Efficiency, adaptability, flexibility, shared use, cost of ownership, use of materials, and life-cycle cost are some of the considerations in providing building intelligibility and enhanced value. Describe specifically how this project provides enhanced value.

Allen ISD—Allen STEAM Center

Allen ISD—Allen STEAM Center

This innovative facility solved community needs and enrollment growth while looking to the horizon for determining future student interests and skills. A total shift in culture occurred with an explosion of STEAM interest across the district. Inspired by industries and growing career needs, the facility serves high school students and provides studios for K-8th grade experiential learning. The rich site provides trails, wetland zone, and natural creek, all expected daily learning environments.

Fort Bend ISD—James Reese Career & Technical Center

Fort Bend ISD—James Reese Career & Technical Center

Located on a 23-acre site within a suburban master planned community, the James Reese Career and Technical Center (CTC) is a two-story, 164,490 SF facility serving daily approximately 1,000 students from across FBISD. The new CTC provides classrooms, labs, and collaboration space to support multiple specialized career and technical programs and engage students of all ages across the district. The CTC houses 5 enterprise programs that offer services to the public both during and after hours.

Fredericksburg ISD—Fredericksburg High School

Fredericksburg ISD—Fredericksburg High School

The campus masterplan had four goals; revitalize a tired facility, create a sense of place, create space for CTE programming, and do it all through a series of bonds that wouldn’t raise taxes. Starting with the development of design guidelines, sequential renovations and additions allowed the district to consolidate administration, improve student health and safety, upgrade systems, add classrooms, build program-specific facilities, and enliven the courtyard to reflect the community’s values.

Houston ISD—Sam Houston MSTC High School

Houston ISD—Sam Houston MSTC High School

The original high school, built in 1954, was initially small because of the low neighborhood density. As it grew over the years, each addition was designed to meet specific needs without considering the overall campus layout. This resulted in a lack of connectivity, long walks between multiple buildings, and several security issues.
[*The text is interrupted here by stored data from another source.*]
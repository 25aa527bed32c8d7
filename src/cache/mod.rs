//! Cache Module
//!
//! Provides the in-memory TTL cache shared by the server read/write paths and
//! the client orchestration hook.

mod clock;
mod entry;
pub mod keys;
mod stats;
mod store;


// Re-export public types
pub use clock::{current_timestamp_ms, Clock, ManualClock, SystemClock};
pub(crate) use clock::duration_ms;
pub use entry::CacheEntry;
pub use stats::CacheStats;
pub use store::TtlCache;

use std::time::Duration;

// == Public Constants ==
/// Default TTL of the client-side cache (5 minutes)
pub const CLIENT_DEFAULT_TTL: Duration = Duration::from_secs(5 * 60);

/// Default TTL of server-side collection results (1 hour)
pub const SERVER_DEFAULT_TTL: Duration = Duration::from_secs(60 * 60);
The vision for this 369,141 SF project includes a new comprehensive high school, which includes renovating and incorporating the recently constructed science wing.

Northwest ISD—Lance Thompson Elementary School

Northwest ISD—Lance Thompson Elementary School

A district wanted to re-imagine its elementary prototype. They began with a question: “What does the school of the future mean to you?” Together, nearly 200 students, educators and district leaders envisioned a school with no boundaries, where learning was always on display. Biophilic design elements, connection to the outdoors, flexible small and large learning spaces, grade-level neighborhoods and an iconic, treehouse-inspired commons create a unique and inspirational academic experience.

Richardson ISD—Berkner High School STEM Center

Richardson ISD—Berkner High School STEM Center

In 2018, Texas Instruments awarded a grant to create a “STEM for ALL” concept that instigated a symbiotic relationship between the school and the industry. With this support and with 2016 bond reserves the district converted an existing space into a STEM Exploration Center for for ALL students in the high school feeder pattern. This STEM center now enriches 12,000 students each year and provides professional development for teachers, so they develop competency and confidence in STEM teaching.

San Marcos CISD—Rodriguez Elementary School

San Marcos CISD—Rodriguez Elementary School

This school is a newly constructed 93,700 square foot building on 12.5-acres serving 650 students. The concept was based around accommodating a larger capacity of students to alleviate overcrowding and designing a space that could serve as a community hub. Centrally located within a new suburban development across from a community park, it was pivotal for the school’s outdoor and public spaces to be able to extend further beyond site lines to encourage and help facilitate community engagement.

Temple ISD—Thornton Elementary School

Temple ISD—Thornton Elementary School

The new elementary school is an on-site replacement of original elementary school that dated to the early 1950’s and was outdated and in poor condition. New facility incorporates the history of the original and expands upon its curriculum focus for nature conservancy by incorporating 21st century learning tools within a highly sustainable facility.